Identity Management System (IDM)
IDM systems are used by organizations to control access to information resources such as documents, databases, applications, networks, etc. The system provides an interface between users and information resources. It allows users to authenticate themselves and gain access to protected data resources.
Identity Lifecycle Management (ILM)
ILM is an important part of any organization’s identity strategy. It encompasses all aspects of how you manage your brand identity from conception to retirement.
The lifecycle management approach focuses on building strong relationships between your customers and employees by helping them understand who they are as individuals and what their needs are at each stage of the customer life cycle.
By understanding these key points, organizations gain insight into how to better serve their customers and build stronger brands.
IT Owner
IT owners to determine the business and IT significance of the application and then decide which strategy would be most appropriate for achieving the desired outcomes.
Notifications
Notifications inform users about changes to their accounts, requests made, or notifications of new tasks they have been assigned. You can send notifications via in-app messages or through automated emails.
Notification Templates
Notifications delivered by email can use customized email templates, making them easier to read, understand, and find the information necessary for the recipient.
Notification Parameters
Any notifications sent out must include specific instructions for how they're supposed to be sent, what methods they should use, what they should look like, and what triggers them to be sent.
Notification Events
Events are triggers that cause notifications to be generated when specific actions occur, such as items being created, users being added, submitted requests, or steps within a workflow being reached.
Organization
A business or entity that manages user accounts for its employees within IDHub.
Outbound Queue
An outbound queue lists messages and tasks that have been sent but not delivered.
Person
An individual user who has an account within IDHub. Users' access can be controlled and monitored.
Permissions
A set of rights, permissions, and roles that can be assigned to an individual user.
Proxy
Users who are assigned to be backups or replacements for another user if they're not available to perform their duties.
Provision
Provisioning refers to giving someone access to a particular resource or allowing them to use an app or service.

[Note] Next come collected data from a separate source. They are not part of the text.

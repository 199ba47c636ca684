//! Typed results of the controller's file and history endpoints.
//!
//! Only the fields this crate reads are typed; everything else the controller
//! returns is kept in `extra` so nothing is lost.

use std::fmt;
use std::str::FromStr;

use serde::{Deserialize, Serialize};
use serde_json::{Map, Value, json};

/// One entry of `server.files.list`
#[derive(Debug, Clone, PartialEq, Serialize, Deserialize)]
pub struct FileEntry {
    #[serde(alias = "filename")]
    pub path: String,

    #[serde(default)]
    pub modified: f64,

    #[serde(default)]
    pub size: u64,

    #[serde(default)]
    pub permissions: String,
}

/// Embedded G-code preview image
#[derive(Debug, Clone, PartialEq, Serialize, Deserialize)]
pub struct Thumbnail {
    #[serde(default)]
    pub width: u32,

    #[serde(default)]
    pub height: u32,

    #[serde(default)]
    pub size: u64,

    /// Path relative to the gcodes root, usable with `get_thumbnail`
    pub relative_path: String,
}

/// Result of `server.files.metadata`
#[derive(Debug, Clone, Default, PartialEq, Serialize, Deserialize)]
pub struct FileMetadata {
    #[serde(default)]
    pub filename: Option<String>,

    #[serde(default)]
    pub size: Option<u64>,

    #[serde(default)]
    pub modified: Option<f64>,

    #[serde(default)]
    pub slicer: Option<String>,

    #[serde(default)]
    pub estimated_time: Option<f64>,

    #[serde(default)]
    pub filament_total: Option<f64>,

    #[serde(default)]
    pub thumbnails: Vec<Thumbnail>,

    #[serde(flatten)]
    pub extra: Map<String, Value>,
}

impl FileMetadata {
    /// Largest thumbnail, which the slicer lists last
    #[must_use]
    pub fn largest_thumbnail(&self) -> Option<&Thumbnail> {
        self.thumbnails.last()
    }
}

#[derive(Debug, Clone, Copy, Default, PartialEq, Eq, Serialize, Deserialize)]
#[serde(rename_all = "lowercase")]
pub enum HistoryOrder {
    Asc,
    #[default]
    Desc,
}

impl HistoryOrder {
    #[must_use]
    pub fn as_str(self) -> &'static str {
        match self {
            Self::Asc => "asc",
            Self::Desc => "desc",
        }
    }
}

impl fmt::Display for HistoryOrder {
    fn fmt(&self, f: &mut fmt::Formatter<'_>) -> fmt::Result {
        f.write_str(self.as_str())
    }
}

impl FromStr for HistoryOrder {
    type Err = String;

    fn from_str(s: &str) -> Result<Self, Self::Err> {
        match s.to_ascii_lowercase().as_str() {
            "asc" => Ok(Self::Asc),
            "desc" => Ok(Self::Desc),
            other => Err(format!("invalid order '{other}', expected asc or desc")),
        }
    }
}

/// Parameters of `server.history.list`
#[derive(Debug, Clone, Copy, PartialEq, Eq)]
pub struct HistoryQuery {
    pub limit: u32,
    pub start: u32,
    pub order: HistoryOrder,
}

impl Default for HistoryQuery {
    fn default() -> Self {
        Self {
            limit: 10,
            start: 0,
            order: HistoryOrder::Desc,
        }
    }
}

impl HistoryQuery {
    /// Most recent job only
    #[must_use]
    pub fn latest() -> Self {
        Self {
            limit: 1,
            ..Self::default()
        }
    }

    #[must_use]
    pub fn to_params(&self) -> Value {
        json!({
            "limit": self.limit,
            "start": self.start,
            "order": self.order.as_str(),
        })
    }
}

/// One finished or running job from the history
#[derive(Debug, Clone, PartialEq, Serialize, Deserialize)]
pub struct HistoryJob {
    #[serde(default)]
    pub job_id: String,

    pub filename: String,

    #[serde(default)]
    pub status: String,

    #[serde(default)]
    pub start_time: f64,

    #[serde(default)]
    pub end_time: Option<f64>,

    #[serde(default)]
    pub print_duration: f64,

    #[serde(default)]
    pub total_duration: f64,

    #[serde(default)]
    pub filament_used: f64,

    #[serde(default)]
    pub exists: bool,

    #[serde(default)]
    pub metadata: Option<FileMetadata>,

    #[serde(flatten)]
    pub extra: Map<String, Value>,
}

impl HistoryJob {
    #[must_use]
    pub fn thumbnails(&self) -> &[Thumbnail] {
        self.metadata
            .as_ref()
            .map_or(&[], |meta| meta.thumbnails.as_slice())
    }
}

/// Result of `server.history.list`
#[derive(Debug, Clone, Default, PartialEq, Serialize, Deserialize)]
pub struct HistoryList {
    #[serde(default)]
    pub count: u64,

    #[serde(default)]
    pub jobs: Vec<HistoryJob>,
}
//! Controller endpoint addressing.

use std::fmt;
use std::str::FromStr;

use crate::error::Error;

/// Port used when the endpoint omits one
pub const DEFAULT_PORT: u16 = 7125;

/// `host:port` address of a Moonraker controller
#[derive(Debug, Clone, PartialEq, Eq)]
pub struct Endpoint {
    host: String,
    port: u16,
}

impl Endpoint {
    #[must_use]
    pub fn new(host: impl Into<String>, port: u16) -> Self {
        Self {
            host: host.into(),
            port,
        }
    }

    #[must_use]
    pub fn host(&self) -> &str {
        &self.host
    }

    #[must_use]
    pub fn port(&self) -> u16 {
        self.port
    }

    /// Plain HTTP URL for `path` on this controller.
    #[must_use]
    pub fn http_url(&self, path: &str) -> String {
        if path.starts_with('/') {
            format!("http://{self}{path}")
        } else {
            format!("http://{self}/{path}")
        }
    }

    #[must_use]
    pub fn token_url(&self) -> String {
        self.http_url("/access/oneshot_token")
    }

    #[must_use]
    pub fn websocket_url(&self, token: &str) -> String {
        format!("ws://{self}/websocket?token={token}")
    }
}

impl FromStr for Endpoint {
    type Err = Error;

    /// Accepts `host`, `host:port`, `[v6addr]` and `[v6addr]:port`.
    fn from_str(s: &str) -> Result<Self, Self::Err> {
        let s = s.trim();
        let invalid = || Error::InvalidEndpoint(s.to_string());

        let (host, port) = if let Some(bracketed) = s.strip_prefix('[') {
            let (host, rest) = bracketed.split_once(']').ok_or_else(invalid)?;
            let port = match rest {
                "" => None,
                _ => Some(rest.strip_prefix(':').ok_or_else(invalid)?),
            };
            (host, port)
        } else {
            match s.split_once(':') {
                Some((host, port)) => (host, Some(port)),
                None => (s, None),
            }
        };

        let port = match port {
            Some(port) => port.parse::<u16>().map_err(|_| invalid())?,
            None => DEFAULT_PORT,
        };

        if host.is_empty() {
            return Err(invalid());
        }

        Ok(Self::new(host, port))
    }
}

impl fmt::Display for Endpoint {
    fn fmt(&self, f: &mut fmt::Formatter<'_>) -> fmt::Result {
        if self.host.contains(':') {
            write!(f, "[{}]:{}", self.host, self.port)
        } else {
            write!(f, "{}:{}", self.host, self.port)
        }
    }
}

Privileged Access Management
Privileged Access Management (PAM) is a cybersecurity approach focused on controlling, monitoring, and securing access to high-level accounts within an organization's IT infrastructure to minimize risks and enhance security.
Policies
An access policy defines how users can access resources on the system. For example, an access policy may specify that only certain people (e.g., administrators) can view the information in a database; another might limit access to a particular web page to logged-in users.
Reconciliation
A process of synchronizing data from an external application to IDHub via a file upload.
Release Queue
A list of notifications or tasks that have been sent but not implemented yet.
Remediation
Steps that can be done to resolve an issue that has been encountered in IDHub.
Revocation
The act removes a person's or group of people's access to an app or resource.
Requests
An official request from a user to gain permission to use a new resource or application or a request for an action to be taken, such as creating a new role.
Role
A role is a way for people (or groups) to be grouped together, giving them a predetermined, preassigned, and authorized set of specific permission for an application, resource, or entitlement.
Users
All accounts within IDHub, including both end-user accounts and administrative user accounts.
Approval Workflow
A process flowchart is a visual representation of a series of steps that must be completed in order for something to happen.